My youngest is OBSESSED with when his birthday is. He is counting down to his next one, giving us updates and asking questions. Just the mere mention of his birthday leads to excitement.
And, if I’m honest, I still feel like that about my own. And not even ‘big ones’. Well, technically now they are ALL big ones, just not official big ones.
Last year was a BIG one – so this year is a ‘big one’ plus one.
And I am fine with that. I was so excited about turning 40 last year too. I didn’t feel the panic or dread that people seem to associate with getting ‘old’ and I don’t feel the need to lie about my age. Yet.
I am extremely lucky! I am married to a man in a million who makes me weep with laughter daily. I have four amazing children (they’re not perfect, thank goodness, but they are pretty damn fantastic) and I have wonderful family and friends.
I don’t feel 40+ though. I definitely didn’t feel old enough to be planning my eldest son’s 18th recently! In my head I still feel 16. I still feel as young and as carefree as I did when I started seeing my husband. And I hope that when I get super old and start resembling a raisin in a winter coat, driving along WAY below the speed limit, engine screaming, and a massive queue of traffic in my rear view mirror, that I still feel the same…
The benefits of ageing are wonderful. I no longer feel as anxious as I did, I’m not sure if it is self confidence or just a realisation that not everyone will like everyone else, which is okay. I’m not worried about people seeing me dance like David Brent or hear me sing a track from Frozen whilst sounding like an animal in pain.

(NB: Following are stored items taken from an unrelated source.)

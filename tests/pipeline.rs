use anyhow::{anyhow, Result};
use image::{Rgb, RgbImage};
use std::sync::atomic::{AtomicUsize, Ordering};
use std::sync::mpsc::{self, Receiver};
use std::sync::{Arc, Mutex};
use std::time::{Duration, Instant};

use facewatch::recognize::backends::StubExtractor;
use facewatch::recognize::{BoundingBox, DetectedFace, Embedding, EmbeddingExtractor};
use facewatch::{
    DetectionEvent, DetectionPipeline, EventPublisher, Frame, InMemoryIdentityStore, MotionConfig,
    MotionGate, PipelineConfig, RecognitionMatcher, SharedState,
};

const W: u32 = 160;
const H: u32 = 120;

fn static_frame(seq: u64) -> Arc<Frame> {
    Arc::new(Frame::new(RgbImage::from_pixel(W, H, Rgb([70, 70, 70])), seq))
}

fn motion_frame(seq: u64) -> Arc<Frame> {
    let mut image = RgbImage::from_pixel(W, H, Rgb([70, 70, 70]));
    for y in 30..90 {
        for x in 50..110 {
            image.put_pixel(x, y, Rgb([240, 240, 240]));
        }
    }
    Arc::new(Frame::new(image, seq))
}

fn alice_face() -> DetectedFace {
    DetectedFace {
        bbox: BoundingBox::new(50.0, 30.0, 110.0, 90.0),
        embedding: Embedding::new(vec![0.6, 0.8, 0.0]),
        score: 0.95,
    }
}

#[derive(Default)]
struct FailingPublisher {
    calls: AtomicUsize,
}

impl EventPublisher for FailingPublisher {
    fn name(&self) -> &'static str {
        "failing"
    }

    fn publish(&self, _event: &DetectionEvent) -> Result<()> {
        self.calls.fetch_add(1, Ordering::SeqCst);
        Err(anyhow!("broker offline"))
    }
}

/// Holds every extraction until the test releases it.
struct BlockingExtractor {
    release: Receiver<()>,
}

impl EmbeddingExtractor for BlockingExtractor {
    fn name(&self) -> &'static str {
        "blocking"
    }

    fn extract(&mut self, _image: &RgbImage) -> Vec<DetectedFace> {
        let _ = self.release.recv_timeout(Duration::from_secs(5));
        vec![alice_face()]
    }
}

/// Panics on its first extraction, then finds alice.
#[derive(Default)]
struct PanicOnceExtractor {
    calls: usize,
}

impl EmbeddingExtractor for PanicOnceExtractor {
    fn name(&self) -> &'static str {
        "panic-once"
    }

    fn extract(&mut self, _image: &RgbImage) -> Vec<DetectedFace> {
        self.calls += 1;
        if self.calls == 1 {
            panic!("model runtime crashed");
        }
        vec![alice_face()]
    }
}

struct Harness {
    pipeline: DetectionPipeline,
    state: SharedState,
    publisher: Arc<FailingPublisher>,
}

fn harness(extractor: Option<Box<dyn EmbeddingExtractor>>, config: PipelineConfig) -> Result<Harness> {
    let store = Arc::new(InMemoryIdentityStore::new(3));
    store.enroll("alice", vec![0.6, 0.8, 0.0])?;
    let matcher = Arc::new(RecognitionMatcher::new(extractor, store, 0.6));
    let publisher = Arc::new(FailingPublisher::default());
    let state = SharedState::new(10);
    let gate = MotionGate::new(MotionConfig {
        cooldown: Duration::ZERO,
        ..MotionConfig::default()
    });
    let pipeline = DetectionPipeline::new(gate, matcher, publisher.clone(), state.clone(), config)?;
    Ok(Harness {
        pipeline,
        state,
        publisher,
    })
}

fn warm_up(pipeline: &DetectionPipeline, at: Instant) {
    for seq in 0..15 {
        let frame = static_frame(seq);
        let shown = pipeline.process_at(frame.clone(), at);
        assert!(Arc::ptr_eq(&shown, &frame));
    }
}

#[test]
fn motion_cycle_records_history_even_when_publish_fails() -> Result<()> {
    let h = harness(
        Some(Box::new(StubExtractor::with_faces(vec![alice_face()]))),
        PipelineConfig::default(),
    )?;
    let seen = Arc::new(Mutex::new(Vec::new()));
    let sink = seen.clone();
    h.pipeline.on_detection("collect", move |event| {
        sink.lock().map_err(|_| anyhow!("poisoned"))?.push(event.frame_sequence);
        Ok(())
    });

    let t0 = Instant::now();
    warm_up(&h.pipeline, t0);
    let frame = motion_frame(100);
    let shown = h.pipeline.process_at(frame.clone(), t0);
    assert!(!Arc::ptr_eq(&shown, &frame), "motion frames are annotated");
    assert!(h.pipeline.wait_idle(Duration::from_secs(5)));

    let history = h.state.recent_detections(10);
    assert_eq!(history.len(), 1);
    let event = &history[0];
    assert_eq!(event.frame_sequence, 100);
    assert!(event.motion);
    assert!(event.frame_bytes > 0);
    assert_eq!(event.results.len(), 1);
    assert_eq!(event.results[0].name, "alice");
    assert!(event.person_detected());

    assert_eq!(h.publisher.calls.load(Ordering::SeqCst), 1);
    assert_eq!(*seen.lock().map_err(|_| anyhow!("poisoned"))?, vec![100]);
    assert_eq!(h.state.stats().motion_triggers, 1);
    Ok(())
}

#[test]
fn triggers_during_recognition_are_skipped() -> Result<()> {
    let (release, gate) = mpsc::channel();
    let h = harness(
        Some(Box::new(BlockingExtractor { release: gate })),
        PipelineConfig::default(),
    )?;

    let t0 = Instant::now();
    warm_up(&h.pipeline, t0);
    h.pipeline.process_at(motion_frame(100), t0);
    assert!(h.pipeline.recognition_in_flight());

    h.pipeline.process_at(static_frame(101), t0 + Duration::from_secs(1));
    h.pipeline.process_at(motion_frame(102), t0 + Duration::from_secs(1));

    let stats = h.state.stats();
    assert_eq!(stats.motion_triggers, 2);
    assert_eq!(stats.recognitions_skipped, 1);

    release.send(())?;
    assert!(h.pipeline.wait_idle(Duration::from_secs(5)));
    let history = h.state.recent_detections(10);
    assert_eq!(history.len(), 1);
    assert_eq!(history[0].frame_sequence, 100);
    Ok(())
}

#[test]
fn panicking_cycle_frees_the_slot_for_later_triggers() -> Result<()> {
    let h = harness(
        Some(Box::new(PanicOnceExtractor::default())),
        PipelineConfig::default(),
    )?;

    let t0 = Instant::now();
    warm_up(&h.pipeline, t0);
    h.pipeline.process_at(motion_frame(100), t0);
    assert!(h.pipeline.wait_idle(Duration::from_secs(5)));
    assert_eq!(h.state.stats().recognitions_failed, 1);
    assert!(h.state.recent_detections(10).is_empty());

    h.pipeline.process_at(motion_frame(101), t0 + Duration::from_secs(1));
    assert!(h.pipeline.wait_idle(Duration::from_secs(5)));

    let stats = h.state.stats();
    assert_eq!(stats.motion_triggers, 2);
    assert_eq!(stats.recognitions_skipped, 0);
    let history = h.state.recent_detections(10);
    assert_eq!(history.len(), 1);
    assert_eq!(history[0].frame_sequence, 101);
    assert_eq!(history[0].results[0].name, "alice");
    Ok(())
}

#[test]
fn manual_cycle_waits_for_the_recognition_slot() -> Result<()> {
    let (release, gate) = mpsc::channel();
    let h = harness(
        Some(Box::new(BlockingExtractor { release: gate })),
        PipelineConfig::default(),
    )?;
    let trigger = facewatch::MotionTrigger {
        frame: static_frame(200),
        regions: Vec::new(),
        sequence: 200,
    };

    let t0 = Instant::now();
    warm_up(&h.pipeline, t0);
    h.pipeline.process_at(motion_frame(100), t0);
    assert!(h.pipeline.recognition_in_flight());

    assert!(h.pipeline.run_cycle(&trigger).is_none());
    assert_eq!(h.state.stats().recognitions_skipped, 1);

    release.send(())?;
    assert!(h.pipeline.wait_idle(Duration::from_secs(5)));
    assert_eq!(h.state.recent_detections(10).len(), 1);

    release.send(())?;
    let event = h.pipeline.run_cycle(&trigger).expect("slot is free");
    assert_eq!(event.frame_sequence, 200);
    assert!(!h.pipeline.recognition_in_flight());
    assert_eq!(h.state.recent_detections(10).len(), 2);
    Ok(())
}

#[test]
fn disabled_motion_relays_frames_untouched() -> Result<()> {
    let h = harness(
        Some(Box::new(StubExtractor::with_faces(vec![alice_face()]))),
        PipelineConfig {
            motion_enabled: false,
            ..PipelineConfig::default()
        },
    )?;
    let t0 = Instant::now();
    warm_up(&h.pipeline, t0);
    let frame = motion_frame(100);
    assert!(Arc::ptr_eq(&h.pipeline.process_at(frame.clone(), t0), &frame));
    assert!(!h.pipeline.recognition_in_flight());
    assert_eq!(h.state.stats().motion_triggers, 0);
    assert!(h.state.recent_detections(10).is_empty());
    Ok(())
}

#[test]
fn manual_cycle_without_extractor_yields_empty_results() -> Result<()> {
    let h = harness(None, PipelineConfig::default())?;
    let trigger = facewatch::MotionTrigger {
        frame: static_frame(7),
        regions: Vec::new(),
        sequence: 7,
    };

    let event = h.pipeline.run_cycle(&trigger).expect("slot is free");
    assert!(event.results.is_empty());
    assert!(!event.person_detected());
    assert_eq!(event.max_confidence(), 0.0);
    assert_eq!(h.state.recent_detections(10).len(), 1);
    assert_eq!(h.publisher.calls.load(Ordering::SeqCst), 1);
    Ok(())
}

#[test]
fn shutdown_rejects_further_triggers() -> Result<()> {
    let h = harness(
        Some(Box::new(StubExtractor::with_faces(vec![alice_face()]))),
        PipelineConfig::default(),
    )?;
    h.pipeline.shutdown();

    let t0 = Instant::now();
    warm_up(&h.pipeline, t0);
    h.pipeline.process_at(motion_frame(100), t0);
    assert!(!h.pipeline.recognition_in_flight());
    assert!(h.state.recent_detections(10).is_empty());
    // Shutdown twice is harmless.
    h.pipeline.shutdown();
    Ok(())
}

The way I view myself has changed. So, four children and the passage of time means that I might not have a super toned stomach – but when Janet Jackson and Madonna had wardrobe failures which saw their nipple ‘accidentally’ exposed, it made me giggle. If I wanted to expose a nipple, I could just lift the hem of my dress!
Okay, that’s not strictly true, but I think that image illustrates a battle lost with gravity -and that my poor boobs will never be described as ‘perky’ ever again. And that’s okay. I’m good with that. I’m finally comfortable in my own wrinkly, less taut skin.
How has ageing changed you? Do you feel the same?